━━ MATERIAL SHOWN ━━
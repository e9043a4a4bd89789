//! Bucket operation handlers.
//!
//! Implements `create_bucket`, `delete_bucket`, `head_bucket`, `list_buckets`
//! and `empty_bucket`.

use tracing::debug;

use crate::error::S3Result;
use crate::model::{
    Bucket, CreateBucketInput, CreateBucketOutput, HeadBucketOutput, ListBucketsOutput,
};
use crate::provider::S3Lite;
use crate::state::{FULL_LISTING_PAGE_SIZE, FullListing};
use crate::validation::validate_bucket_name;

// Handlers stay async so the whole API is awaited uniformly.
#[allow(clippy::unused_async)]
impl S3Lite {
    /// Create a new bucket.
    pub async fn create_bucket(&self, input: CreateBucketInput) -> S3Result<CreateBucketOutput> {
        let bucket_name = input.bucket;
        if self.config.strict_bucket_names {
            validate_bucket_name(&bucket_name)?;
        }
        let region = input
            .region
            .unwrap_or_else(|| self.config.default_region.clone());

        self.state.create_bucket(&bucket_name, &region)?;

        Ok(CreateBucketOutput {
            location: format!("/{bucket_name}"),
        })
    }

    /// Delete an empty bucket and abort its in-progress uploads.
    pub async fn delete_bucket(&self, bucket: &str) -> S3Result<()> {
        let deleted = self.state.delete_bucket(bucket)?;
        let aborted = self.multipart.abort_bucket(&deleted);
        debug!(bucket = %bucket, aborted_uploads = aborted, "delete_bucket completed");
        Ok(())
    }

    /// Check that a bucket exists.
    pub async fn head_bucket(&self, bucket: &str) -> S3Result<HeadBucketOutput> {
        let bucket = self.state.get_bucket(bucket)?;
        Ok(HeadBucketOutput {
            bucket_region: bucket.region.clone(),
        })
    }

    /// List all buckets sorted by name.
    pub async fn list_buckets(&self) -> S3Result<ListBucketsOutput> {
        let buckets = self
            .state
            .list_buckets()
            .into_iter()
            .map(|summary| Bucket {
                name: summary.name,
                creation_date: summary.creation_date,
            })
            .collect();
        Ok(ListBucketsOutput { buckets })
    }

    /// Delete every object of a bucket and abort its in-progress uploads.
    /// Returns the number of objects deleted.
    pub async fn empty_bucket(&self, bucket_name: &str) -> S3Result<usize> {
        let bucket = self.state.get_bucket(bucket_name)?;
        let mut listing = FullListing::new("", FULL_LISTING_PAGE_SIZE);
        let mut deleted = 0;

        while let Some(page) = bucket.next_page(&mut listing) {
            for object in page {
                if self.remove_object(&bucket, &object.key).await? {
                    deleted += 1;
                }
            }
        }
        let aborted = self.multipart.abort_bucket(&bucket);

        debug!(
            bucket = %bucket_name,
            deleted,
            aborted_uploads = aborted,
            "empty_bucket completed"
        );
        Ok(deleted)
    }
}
━━━
WORK REQUEST — The lines above starting at the one that contains "let bucket = self.state.get_bucket(bucket_name)?;" and ending at the one that contains "deleted += 1;" must be transcribed exactly, and no other lines may appear.

FINISHED EXERCISE —
        let bucket = self.state.get_bucket(bucket_name)?;
        let mut listing = FullListing::new("", FULL_LISTING_PAGE_SIZE);
        let mut deleted = 0;

        while let Some(page) = bucket.next_page(&mut listing) {
            for object in page {
                if self.remove_object(&bucket, &object.key).await? {
                    deleted += 1;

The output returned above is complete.